(Data for review)

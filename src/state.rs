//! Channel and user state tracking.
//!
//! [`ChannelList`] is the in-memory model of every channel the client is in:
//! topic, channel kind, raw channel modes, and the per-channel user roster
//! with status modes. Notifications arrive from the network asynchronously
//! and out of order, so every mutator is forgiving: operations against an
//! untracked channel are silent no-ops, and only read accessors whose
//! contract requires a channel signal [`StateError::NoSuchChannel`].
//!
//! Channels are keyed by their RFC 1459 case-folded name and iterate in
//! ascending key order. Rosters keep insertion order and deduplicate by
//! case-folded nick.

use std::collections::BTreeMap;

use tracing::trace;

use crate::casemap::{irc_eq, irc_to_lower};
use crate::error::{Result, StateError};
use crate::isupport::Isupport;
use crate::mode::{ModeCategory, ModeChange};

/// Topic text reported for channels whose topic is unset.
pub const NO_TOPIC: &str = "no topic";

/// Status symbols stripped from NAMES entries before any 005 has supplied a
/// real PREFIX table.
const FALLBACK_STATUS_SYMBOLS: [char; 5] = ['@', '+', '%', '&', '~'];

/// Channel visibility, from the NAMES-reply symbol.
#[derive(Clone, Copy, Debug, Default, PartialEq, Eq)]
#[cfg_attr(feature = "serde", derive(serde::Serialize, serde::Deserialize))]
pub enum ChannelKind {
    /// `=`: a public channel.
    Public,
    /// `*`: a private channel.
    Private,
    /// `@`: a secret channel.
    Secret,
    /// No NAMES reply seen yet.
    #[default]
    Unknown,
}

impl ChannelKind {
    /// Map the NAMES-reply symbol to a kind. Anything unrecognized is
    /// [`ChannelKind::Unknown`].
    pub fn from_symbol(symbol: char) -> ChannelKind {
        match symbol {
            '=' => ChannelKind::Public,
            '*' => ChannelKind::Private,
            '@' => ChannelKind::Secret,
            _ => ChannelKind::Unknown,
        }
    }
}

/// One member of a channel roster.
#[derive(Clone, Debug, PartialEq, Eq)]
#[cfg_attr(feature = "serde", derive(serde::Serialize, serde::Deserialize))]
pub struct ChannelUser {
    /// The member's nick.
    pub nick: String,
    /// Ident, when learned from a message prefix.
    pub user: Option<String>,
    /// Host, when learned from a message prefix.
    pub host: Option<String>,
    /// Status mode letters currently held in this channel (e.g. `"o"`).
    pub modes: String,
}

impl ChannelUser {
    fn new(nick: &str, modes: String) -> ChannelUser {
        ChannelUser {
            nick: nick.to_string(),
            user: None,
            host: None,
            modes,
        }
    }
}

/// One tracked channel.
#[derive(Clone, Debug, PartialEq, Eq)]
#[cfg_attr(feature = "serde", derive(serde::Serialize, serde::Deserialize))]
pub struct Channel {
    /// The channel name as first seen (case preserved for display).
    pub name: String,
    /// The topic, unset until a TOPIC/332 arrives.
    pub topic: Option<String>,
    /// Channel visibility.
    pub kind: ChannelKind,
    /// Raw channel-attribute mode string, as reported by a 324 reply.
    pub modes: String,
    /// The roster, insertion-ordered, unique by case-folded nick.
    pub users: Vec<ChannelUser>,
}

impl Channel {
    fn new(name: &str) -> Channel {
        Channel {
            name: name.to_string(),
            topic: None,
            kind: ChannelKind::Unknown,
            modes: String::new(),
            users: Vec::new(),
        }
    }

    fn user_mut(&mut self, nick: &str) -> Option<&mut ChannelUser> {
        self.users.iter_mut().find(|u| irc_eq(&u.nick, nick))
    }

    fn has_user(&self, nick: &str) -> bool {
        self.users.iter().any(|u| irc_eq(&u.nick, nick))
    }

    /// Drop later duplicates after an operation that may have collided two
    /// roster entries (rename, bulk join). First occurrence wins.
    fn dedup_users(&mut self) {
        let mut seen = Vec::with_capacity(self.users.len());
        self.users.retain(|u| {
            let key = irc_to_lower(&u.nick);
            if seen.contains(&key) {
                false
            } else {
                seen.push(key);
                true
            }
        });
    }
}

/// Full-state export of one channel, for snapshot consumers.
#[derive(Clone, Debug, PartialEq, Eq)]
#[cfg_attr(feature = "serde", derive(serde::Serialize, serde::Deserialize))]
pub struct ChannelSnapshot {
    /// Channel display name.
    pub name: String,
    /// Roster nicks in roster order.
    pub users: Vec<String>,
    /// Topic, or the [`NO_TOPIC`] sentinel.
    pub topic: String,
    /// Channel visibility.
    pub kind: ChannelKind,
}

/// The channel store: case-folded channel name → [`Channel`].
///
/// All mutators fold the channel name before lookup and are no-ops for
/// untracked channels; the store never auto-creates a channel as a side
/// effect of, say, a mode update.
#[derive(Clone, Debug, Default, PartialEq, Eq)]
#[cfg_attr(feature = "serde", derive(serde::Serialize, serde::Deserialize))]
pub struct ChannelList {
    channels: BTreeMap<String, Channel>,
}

(End Data for review)

Once the records end, copy them all again exactly.

Exercise result →
filename src/state.rs
//! Channel and user state tracking.
//!
//! [`ChannelList`] is the in-memory model of every channel the client is in:
//! topic, channel kind, raw channel modes, and the per-channel user roster
//! with status modes. Notifications arrive from the network asynchronously
//! and out of order, so every mutator is forgiving: operations against an
//! untracked channel are silent no-ops, and only read accessors whose
//! contract requires a channel signal [`StateError::NoSuchChannel`].
//!
//! Channels are keyed by their RFC 1459 case-folded name and iterate in
//! ascending key order. Rosters keep insertion order and deduplicate by
//! case-folded nick.

use std::collections::BTreeMap;

use tracing::trace;

use crate::casemap::{irc_eq, irc_to_lower};
use crate::error::{Result, StateError};
use crate::isupport::Isupport;
use crate::mode::{ModeCategory, ModeChange};

/// Topic text reported for channels whose topic is unset.
pub const NO_TOPIC: &str = "no topic";

/// Status symbols stripped from NAMES entries before any 005 has supplied a
/// real PREFIX table.
const FALLBACK_STATUS_SYMBOLS: [char; 5] = ['@', '+', '%', '&', '~'];

/// Channel visibility, from the NAMES-reply symbol.
#[derive(Clone, Copy, Debug, Default, PartialEq, Eq)]
#[cfg_attr(feature = "serde", derive(serde::Serialize, serde::Deserialize))]
pub enum ChannelKind {
    /// `=`: a public channel.
    Public,
    /// `*`: a private channel.
    Private,
    /// `@`: a secret channel.
    Secret,
    /// No NAMES reply seen yet.
    #[default]
    Unknown,
}

impl ChannelKind {
    /// Map the NAMES-reply symbol to a kind. Anything unrecognized is
    /// [`ChannelKind::Unknown`].
    pub fn from_symbol(symbol: char) -> ChannelKind {
        match symbol {
            '=' => ChannelKind::Public,
            '*' => ChannelKind::Private,
            '@' => ChannelKind::Secret,
            _ => ChannelKind::Unknown,
        }
    }
}

/// One member of a channel roster.
#[derive(Clone, Debug, PartialEq, Eq)]
#[cfg_attr(feature = "serde", derive(serde::Serialize, serde::Deserialize))]
pub struct ChannelUser {
    /// The member's nick.
    pub nick: String,
    /// Ident, when learned from a message prefix.
    pub user: Option<String>,
    /// Host, when learned from a message prefix.
    pub host: Option<String>,
    /// Status mode letters currently held in this channel (e.g. `"o"`).
    pub modes: String,
}

impl ChannelUser {
    fn new(nick: &str, modes: String) -> ChannelUser {
        ChannelUser {
            nick: nick.to_string(),
            user: None,
            host: None,
            modes,
        }
    }
}

/// One tracked channel.
#[derive(Clone, Debug, PartialEq, Eq)]
#[cfg_attr(feature = "serde", derive(serde::Serialize, serde::Deserialize))]
pub struct Channel {
    /// The channel name as first seen (case preserved for display).
    pub name: String,
    /// The topic, unset until a TOPIC/332 arrives.
    pub topic: Option<String>,
    /// Channel visibility.
    pub kind: ChannelKind,
    /// Raw channel-attribute mode string, as reported by a 324 reply.
    pub modes: String,
    /// The roster, insertion-ordered, unique by case-folded nick.
    pub users: Vec<ChannelUser>,
}

impl Channel {
    fn new(name: &str) -> Channel {
        Channel {
            name: name.to_string(),
            topic: None,
            kind: ChannelKind::Unknown,
            modes: String::new(),
            users: Vec::new(),
        }
    }

    fn user_mut(&mut self, nick: &str) -> Option<&mut ChannelUser> {
        self.users.iter_mut().find(|u| irc_eq(&u.nick, nick))
    }

    fn has_user(&self, nick: &str) -> bool {
        self.users.iter().any(|u| irc_eq(&u.nick, nick))
    }

    /// Drop later duplicates after an operation that may have collided two
    /// roster entries (rename, bulk join). First occurrence wins.
    fn dedup_users(&mut self) {
        let mut seen = Vec::with_capacity(self.users.len());
        self.users.retain(|u| {
            let key = irc_to_lower(&u.nick);
            if seen.contains(&key) {
                false
            } else {
                seen.push(key);
                true
            }
        });
    }
}

/// Full-state export of one channel, for snapshot consumers.
#[derive(Clone, Debug, PartialEq, Eq)]
#[cfg_attr(feature = "serde", derive(serde::Serialize, serde::Deserialize))]
pub struct ChannelSnapshot {
    /// Channel display name.
    pub name: String,
    /// Roster nicks in roster order.
    pub users: Vec<String>,
    /// Topic, or the [`NO_TOPIC`] sentinel.
    pub topic: String,
    /// Channel visibility.
    pub kind: ChannelKind,
}

/// The channel store: case-folded channel name → [`Channel`].
///
/// All mutators fold the channel name before lookup and are no-ops for
/// untracked channels; the store never auto-creates a channel as a side
/// effect of, say, a mode update.
#[derive(Clone, Debug, Default, PartialEq, Eq)]
#[cfg_attr(feature = "serde", derive(serde::Serialize, serde::Deserialize))]
pub struct ChannelList {
    channels: BTreeMap<String, Channel>,
}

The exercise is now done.